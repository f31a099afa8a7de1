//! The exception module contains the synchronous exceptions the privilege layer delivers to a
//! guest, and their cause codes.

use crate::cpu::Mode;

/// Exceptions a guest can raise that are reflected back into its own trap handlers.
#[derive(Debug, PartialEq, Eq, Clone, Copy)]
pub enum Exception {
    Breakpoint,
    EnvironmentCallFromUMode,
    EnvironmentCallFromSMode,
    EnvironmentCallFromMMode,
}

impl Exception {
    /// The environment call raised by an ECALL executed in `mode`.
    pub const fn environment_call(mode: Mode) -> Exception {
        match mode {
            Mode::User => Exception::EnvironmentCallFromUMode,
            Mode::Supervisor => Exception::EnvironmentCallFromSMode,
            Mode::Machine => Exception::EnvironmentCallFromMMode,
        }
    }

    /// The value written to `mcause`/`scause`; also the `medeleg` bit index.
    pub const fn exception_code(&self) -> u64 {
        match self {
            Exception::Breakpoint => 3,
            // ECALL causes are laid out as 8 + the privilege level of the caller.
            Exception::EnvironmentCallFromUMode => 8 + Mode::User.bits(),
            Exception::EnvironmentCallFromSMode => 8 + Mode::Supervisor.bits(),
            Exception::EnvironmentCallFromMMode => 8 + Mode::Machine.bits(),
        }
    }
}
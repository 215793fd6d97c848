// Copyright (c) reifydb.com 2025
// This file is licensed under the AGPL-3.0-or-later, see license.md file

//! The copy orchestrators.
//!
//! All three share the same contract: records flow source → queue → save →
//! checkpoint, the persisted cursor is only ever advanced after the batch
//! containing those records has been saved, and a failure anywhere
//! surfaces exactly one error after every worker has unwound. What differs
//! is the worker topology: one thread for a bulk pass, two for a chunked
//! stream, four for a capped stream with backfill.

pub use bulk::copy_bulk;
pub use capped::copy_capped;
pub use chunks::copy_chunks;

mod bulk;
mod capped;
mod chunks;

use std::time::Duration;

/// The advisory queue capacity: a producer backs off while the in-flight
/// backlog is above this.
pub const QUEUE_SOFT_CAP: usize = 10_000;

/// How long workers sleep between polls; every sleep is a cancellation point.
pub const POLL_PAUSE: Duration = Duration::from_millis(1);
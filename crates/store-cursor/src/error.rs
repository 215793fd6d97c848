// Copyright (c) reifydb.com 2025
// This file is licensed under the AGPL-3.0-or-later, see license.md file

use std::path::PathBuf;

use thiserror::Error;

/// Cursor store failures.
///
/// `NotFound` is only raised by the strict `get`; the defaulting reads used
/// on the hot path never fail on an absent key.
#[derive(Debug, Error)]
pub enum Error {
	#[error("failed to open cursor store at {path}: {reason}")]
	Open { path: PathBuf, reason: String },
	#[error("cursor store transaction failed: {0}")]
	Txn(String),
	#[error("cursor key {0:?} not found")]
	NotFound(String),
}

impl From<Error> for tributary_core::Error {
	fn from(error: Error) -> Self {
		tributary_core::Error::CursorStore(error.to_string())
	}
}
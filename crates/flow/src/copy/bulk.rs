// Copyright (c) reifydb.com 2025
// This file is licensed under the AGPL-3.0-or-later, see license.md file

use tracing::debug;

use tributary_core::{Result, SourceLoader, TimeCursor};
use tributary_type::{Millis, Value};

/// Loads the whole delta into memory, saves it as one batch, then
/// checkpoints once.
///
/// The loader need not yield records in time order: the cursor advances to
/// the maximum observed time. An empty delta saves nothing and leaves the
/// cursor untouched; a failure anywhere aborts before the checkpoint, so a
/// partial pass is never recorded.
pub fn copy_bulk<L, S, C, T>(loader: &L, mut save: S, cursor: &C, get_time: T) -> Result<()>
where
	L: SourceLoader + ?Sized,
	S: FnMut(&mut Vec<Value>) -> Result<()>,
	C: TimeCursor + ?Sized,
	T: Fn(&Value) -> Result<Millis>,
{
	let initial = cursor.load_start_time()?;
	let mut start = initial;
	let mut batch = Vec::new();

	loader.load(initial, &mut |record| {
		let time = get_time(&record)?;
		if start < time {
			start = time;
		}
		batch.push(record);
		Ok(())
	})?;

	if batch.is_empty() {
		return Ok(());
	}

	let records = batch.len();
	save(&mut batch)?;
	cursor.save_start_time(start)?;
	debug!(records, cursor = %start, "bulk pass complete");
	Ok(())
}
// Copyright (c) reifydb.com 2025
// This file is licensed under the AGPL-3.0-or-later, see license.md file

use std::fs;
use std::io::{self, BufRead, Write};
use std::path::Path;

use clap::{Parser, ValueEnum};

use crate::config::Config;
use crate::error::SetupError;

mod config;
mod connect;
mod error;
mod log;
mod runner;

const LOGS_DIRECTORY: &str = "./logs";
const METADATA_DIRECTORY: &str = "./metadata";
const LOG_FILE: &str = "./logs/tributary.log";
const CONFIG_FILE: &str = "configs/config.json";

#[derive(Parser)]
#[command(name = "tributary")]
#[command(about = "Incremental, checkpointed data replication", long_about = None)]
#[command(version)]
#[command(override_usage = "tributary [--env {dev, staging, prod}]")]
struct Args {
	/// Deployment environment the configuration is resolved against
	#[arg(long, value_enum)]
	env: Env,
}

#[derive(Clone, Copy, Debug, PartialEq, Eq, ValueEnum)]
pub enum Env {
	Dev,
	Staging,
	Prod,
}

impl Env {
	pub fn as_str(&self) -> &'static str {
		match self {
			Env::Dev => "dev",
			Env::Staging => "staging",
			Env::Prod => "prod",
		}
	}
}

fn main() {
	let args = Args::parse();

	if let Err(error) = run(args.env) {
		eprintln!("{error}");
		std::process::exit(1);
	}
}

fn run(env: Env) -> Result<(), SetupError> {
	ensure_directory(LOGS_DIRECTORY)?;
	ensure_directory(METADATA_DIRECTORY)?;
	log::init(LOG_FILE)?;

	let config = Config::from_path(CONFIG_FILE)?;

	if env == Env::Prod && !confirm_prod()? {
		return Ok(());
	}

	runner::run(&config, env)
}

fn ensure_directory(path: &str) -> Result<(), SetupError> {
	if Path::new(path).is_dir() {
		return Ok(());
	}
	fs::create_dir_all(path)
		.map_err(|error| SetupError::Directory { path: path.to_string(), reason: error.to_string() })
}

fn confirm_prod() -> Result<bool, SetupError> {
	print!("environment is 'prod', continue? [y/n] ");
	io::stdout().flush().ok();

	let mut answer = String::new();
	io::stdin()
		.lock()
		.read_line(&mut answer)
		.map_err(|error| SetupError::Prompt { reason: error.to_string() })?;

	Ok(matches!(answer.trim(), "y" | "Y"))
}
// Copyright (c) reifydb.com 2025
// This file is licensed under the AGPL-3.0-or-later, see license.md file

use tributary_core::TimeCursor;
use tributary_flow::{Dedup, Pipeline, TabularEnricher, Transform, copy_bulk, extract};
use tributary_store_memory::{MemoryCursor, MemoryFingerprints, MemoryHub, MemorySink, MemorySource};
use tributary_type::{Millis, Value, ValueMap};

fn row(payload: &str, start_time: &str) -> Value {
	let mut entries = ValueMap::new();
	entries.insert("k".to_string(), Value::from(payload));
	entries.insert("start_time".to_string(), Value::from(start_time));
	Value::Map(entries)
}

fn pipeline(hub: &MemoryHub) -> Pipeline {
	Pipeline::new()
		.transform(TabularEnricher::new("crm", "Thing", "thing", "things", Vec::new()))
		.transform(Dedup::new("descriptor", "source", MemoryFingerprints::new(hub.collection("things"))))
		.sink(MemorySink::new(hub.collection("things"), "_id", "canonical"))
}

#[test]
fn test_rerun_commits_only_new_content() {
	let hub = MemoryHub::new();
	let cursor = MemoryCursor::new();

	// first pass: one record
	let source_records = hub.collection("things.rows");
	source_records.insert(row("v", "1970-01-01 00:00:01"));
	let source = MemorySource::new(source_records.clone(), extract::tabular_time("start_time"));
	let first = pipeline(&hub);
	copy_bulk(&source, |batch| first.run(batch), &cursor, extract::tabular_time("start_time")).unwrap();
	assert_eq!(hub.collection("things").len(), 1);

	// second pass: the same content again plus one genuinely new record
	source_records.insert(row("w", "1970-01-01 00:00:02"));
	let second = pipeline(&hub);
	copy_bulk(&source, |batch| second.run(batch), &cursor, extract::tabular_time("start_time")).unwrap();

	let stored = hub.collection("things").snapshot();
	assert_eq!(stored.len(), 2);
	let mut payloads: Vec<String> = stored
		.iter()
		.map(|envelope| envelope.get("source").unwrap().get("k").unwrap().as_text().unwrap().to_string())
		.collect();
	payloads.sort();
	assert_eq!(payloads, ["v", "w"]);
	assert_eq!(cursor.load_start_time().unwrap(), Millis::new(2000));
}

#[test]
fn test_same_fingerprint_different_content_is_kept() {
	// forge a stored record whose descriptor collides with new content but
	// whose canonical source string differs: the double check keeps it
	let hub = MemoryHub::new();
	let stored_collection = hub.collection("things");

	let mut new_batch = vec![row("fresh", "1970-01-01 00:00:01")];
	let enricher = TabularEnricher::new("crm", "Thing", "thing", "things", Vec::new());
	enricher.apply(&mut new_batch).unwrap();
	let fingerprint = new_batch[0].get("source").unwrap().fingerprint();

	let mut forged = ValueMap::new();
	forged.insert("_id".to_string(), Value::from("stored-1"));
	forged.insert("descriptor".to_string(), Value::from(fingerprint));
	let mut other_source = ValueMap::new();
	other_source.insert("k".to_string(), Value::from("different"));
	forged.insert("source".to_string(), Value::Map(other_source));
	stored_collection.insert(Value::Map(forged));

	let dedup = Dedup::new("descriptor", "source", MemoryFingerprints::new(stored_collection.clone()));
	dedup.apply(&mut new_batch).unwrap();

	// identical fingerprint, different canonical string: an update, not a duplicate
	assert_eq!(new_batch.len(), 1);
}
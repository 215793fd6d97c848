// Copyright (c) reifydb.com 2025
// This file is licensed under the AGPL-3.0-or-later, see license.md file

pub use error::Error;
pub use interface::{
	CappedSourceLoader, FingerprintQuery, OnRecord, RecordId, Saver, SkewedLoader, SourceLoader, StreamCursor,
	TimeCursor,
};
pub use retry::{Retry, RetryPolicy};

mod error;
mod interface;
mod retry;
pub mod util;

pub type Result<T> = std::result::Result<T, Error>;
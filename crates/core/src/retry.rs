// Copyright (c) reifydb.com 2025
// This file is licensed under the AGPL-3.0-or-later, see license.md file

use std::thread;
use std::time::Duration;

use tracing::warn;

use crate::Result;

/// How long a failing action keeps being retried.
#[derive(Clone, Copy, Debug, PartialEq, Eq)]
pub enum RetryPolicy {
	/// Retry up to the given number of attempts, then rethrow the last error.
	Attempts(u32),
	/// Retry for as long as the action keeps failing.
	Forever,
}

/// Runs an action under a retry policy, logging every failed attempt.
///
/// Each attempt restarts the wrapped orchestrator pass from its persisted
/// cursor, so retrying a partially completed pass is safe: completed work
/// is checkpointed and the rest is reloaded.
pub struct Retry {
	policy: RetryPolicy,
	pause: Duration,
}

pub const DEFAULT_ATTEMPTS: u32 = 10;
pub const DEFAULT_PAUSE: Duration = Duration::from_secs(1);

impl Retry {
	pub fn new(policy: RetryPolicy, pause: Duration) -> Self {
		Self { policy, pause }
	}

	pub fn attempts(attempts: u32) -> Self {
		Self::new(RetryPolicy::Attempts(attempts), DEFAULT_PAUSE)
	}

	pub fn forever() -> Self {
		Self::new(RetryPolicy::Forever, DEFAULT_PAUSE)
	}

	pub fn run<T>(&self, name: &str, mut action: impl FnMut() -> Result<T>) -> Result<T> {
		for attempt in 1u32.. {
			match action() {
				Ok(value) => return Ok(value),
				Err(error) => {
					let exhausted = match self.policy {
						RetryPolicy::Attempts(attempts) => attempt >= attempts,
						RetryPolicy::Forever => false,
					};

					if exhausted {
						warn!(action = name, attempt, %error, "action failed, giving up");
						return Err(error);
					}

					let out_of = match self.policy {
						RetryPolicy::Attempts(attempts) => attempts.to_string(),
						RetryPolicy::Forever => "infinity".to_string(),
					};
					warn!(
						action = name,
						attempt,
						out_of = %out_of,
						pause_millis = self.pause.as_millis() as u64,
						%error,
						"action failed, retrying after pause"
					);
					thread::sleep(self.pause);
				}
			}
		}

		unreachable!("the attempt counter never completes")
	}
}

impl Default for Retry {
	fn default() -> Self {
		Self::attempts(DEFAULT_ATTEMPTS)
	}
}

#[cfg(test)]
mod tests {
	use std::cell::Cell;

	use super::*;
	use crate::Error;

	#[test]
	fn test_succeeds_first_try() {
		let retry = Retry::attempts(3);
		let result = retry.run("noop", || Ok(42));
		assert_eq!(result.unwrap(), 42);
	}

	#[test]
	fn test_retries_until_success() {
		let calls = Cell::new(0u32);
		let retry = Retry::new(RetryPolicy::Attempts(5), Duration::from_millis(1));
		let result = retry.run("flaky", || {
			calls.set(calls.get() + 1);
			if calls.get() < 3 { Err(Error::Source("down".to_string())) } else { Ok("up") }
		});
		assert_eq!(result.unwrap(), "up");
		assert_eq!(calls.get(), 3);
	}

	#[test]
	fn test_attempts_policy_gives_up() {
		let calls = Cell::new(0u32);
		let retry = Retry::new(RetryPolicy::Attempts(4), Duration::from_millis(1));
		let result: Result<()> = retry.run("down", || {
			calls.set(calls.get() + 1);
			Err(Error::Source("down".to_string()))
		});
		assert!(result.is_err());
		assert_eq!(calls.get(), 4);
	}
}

----------------

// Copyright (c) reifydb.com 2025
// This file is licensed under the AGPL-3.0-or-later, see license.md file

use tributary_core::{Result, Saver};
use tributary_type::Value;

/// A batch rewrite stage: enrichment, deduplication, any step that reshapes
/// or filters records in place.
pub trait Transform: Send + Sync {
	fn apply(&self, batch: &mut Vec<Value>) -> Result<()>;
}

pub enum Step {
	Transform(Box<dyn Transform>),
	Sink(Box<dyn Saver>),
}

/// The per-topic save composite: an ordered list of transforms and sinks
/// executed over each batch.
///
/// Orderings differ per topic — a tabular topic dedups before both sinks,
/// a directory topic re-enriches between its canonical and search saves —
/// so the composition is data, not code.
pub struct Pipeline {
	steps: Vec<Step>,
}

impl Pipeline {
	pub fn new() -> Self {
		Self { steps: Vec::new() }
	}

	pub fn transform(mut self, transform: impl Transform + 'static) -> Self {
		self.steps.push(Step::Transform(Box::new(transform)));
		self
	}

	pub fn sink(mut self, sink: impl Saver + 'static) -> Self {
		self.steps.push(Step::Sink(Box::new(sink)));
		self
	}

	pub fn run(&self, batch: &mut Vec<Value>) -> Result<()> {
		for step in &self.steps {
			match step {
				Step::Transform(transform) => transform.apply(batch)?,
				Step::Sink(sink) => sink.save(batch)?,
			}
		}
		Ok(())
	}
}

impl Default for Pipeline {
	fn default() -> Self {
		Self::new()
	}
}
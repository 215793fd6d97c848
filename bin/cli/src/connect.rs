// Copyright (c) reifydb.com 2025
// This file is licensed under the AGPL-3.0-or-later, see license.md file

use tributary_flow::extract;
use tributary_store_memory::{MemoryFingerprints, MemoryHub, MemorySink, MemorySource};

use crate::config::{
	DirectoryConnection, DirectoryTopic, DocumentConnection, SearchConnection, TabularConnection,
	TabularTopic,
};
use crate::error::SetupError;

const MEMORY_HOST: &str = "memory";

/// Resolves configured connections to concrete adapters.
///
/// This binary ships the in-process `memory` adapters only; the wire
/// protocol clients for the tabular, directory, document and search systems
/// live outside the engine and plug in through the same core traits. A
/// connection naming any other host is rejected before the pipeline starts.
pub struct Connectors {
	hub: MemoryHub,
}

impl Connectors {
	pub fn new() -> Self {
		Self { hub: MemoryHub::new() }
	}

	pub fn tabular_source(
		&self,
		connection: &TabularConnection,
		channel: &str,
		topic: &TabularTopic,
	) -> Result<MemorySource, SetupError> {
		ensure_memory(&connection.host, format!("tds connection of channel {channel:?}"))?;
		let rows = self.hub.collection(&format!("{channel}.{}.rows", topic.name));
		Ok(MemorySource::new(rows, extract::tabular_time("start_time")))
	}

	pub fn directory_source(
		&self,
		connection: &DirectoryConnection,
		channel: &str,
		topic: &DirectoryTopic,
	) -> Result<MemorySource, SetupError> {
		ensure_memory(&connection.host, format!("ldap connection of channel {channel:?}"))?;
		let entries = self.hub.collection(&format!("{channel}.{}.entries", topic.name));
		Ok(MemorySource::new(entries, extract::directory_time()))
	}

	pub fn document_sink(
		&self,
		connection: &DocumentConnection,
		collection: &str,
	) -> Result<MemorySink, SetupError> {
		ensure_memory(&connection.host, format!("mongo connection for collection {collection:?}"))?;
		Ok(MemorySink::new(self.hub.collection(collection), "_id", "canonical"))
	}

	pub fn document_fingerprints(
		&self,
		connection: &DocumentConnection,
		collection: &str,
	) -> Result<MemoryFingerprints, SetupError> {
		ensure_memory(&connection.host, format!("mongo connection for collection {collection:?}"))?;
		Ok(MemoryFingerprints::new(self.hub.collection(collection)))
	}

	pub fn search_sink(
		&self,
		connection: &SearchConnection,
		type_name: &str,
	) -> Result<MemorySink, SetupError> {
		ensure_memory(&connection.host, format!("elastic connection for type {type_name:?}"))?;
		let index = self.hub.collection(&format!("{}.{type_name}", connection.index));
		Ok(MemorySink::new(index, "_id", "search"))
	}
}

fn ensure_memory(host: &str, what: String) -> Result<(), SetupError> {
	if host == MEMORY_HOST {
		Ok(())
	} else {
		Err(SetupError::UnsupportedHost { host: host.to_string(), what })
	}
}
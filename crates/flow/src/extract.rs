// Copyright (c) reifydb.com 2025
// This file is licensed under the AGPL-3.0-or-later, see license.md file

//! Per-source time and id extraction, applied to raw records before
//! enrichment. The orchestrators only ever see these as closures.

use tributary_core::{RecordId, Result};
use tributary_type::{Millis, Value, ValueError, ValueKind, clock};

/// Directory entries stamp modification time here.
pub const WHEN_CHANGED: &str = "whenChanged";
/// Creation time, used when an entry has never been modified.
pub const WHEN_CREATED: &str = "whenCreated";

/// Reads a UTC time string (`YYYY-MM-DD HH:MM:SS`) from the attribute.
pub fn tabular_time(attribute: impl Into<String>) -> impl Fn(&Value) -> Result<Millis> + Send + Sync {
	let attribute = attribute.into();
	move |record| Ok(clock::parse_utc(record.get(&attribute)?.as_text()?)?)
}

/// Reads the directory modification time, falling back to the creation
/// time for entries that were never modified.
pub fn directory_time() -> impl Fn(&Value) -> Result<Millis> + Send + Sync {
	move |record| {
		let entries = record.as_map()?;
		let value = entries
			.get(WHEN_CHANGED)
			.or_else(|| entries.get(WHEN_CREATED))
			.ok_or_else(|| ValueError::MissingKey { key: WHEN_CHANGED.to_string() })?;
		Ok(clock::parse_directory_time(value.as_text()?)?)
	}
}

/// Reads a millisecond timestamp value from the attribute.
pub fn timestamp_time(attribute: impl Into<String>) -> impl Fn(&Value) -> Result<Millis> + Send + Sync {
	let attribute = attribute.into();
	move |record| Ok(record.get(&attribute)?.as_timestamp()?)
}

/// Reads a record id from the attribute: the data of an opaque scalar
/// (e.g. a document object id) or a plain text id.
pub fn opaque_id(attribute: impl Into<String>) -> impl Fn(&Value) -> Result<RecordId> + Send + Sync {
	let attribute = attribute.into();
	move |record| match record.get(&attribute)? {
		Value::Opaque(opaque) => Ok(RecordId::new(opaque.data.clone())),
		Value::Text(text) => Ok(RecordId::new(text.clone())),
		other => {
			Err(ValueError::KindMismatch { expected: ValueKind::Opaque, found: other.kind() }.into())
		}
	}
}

----------------

Which lines above hold the string "DirectoryTopic"? Copy each of them.

> [Output below]
	DirectoryConnection, DirectoryTopic, DocumentConnection, SearchConnection, TabularConnection,
		topic: &DirectoryTopic,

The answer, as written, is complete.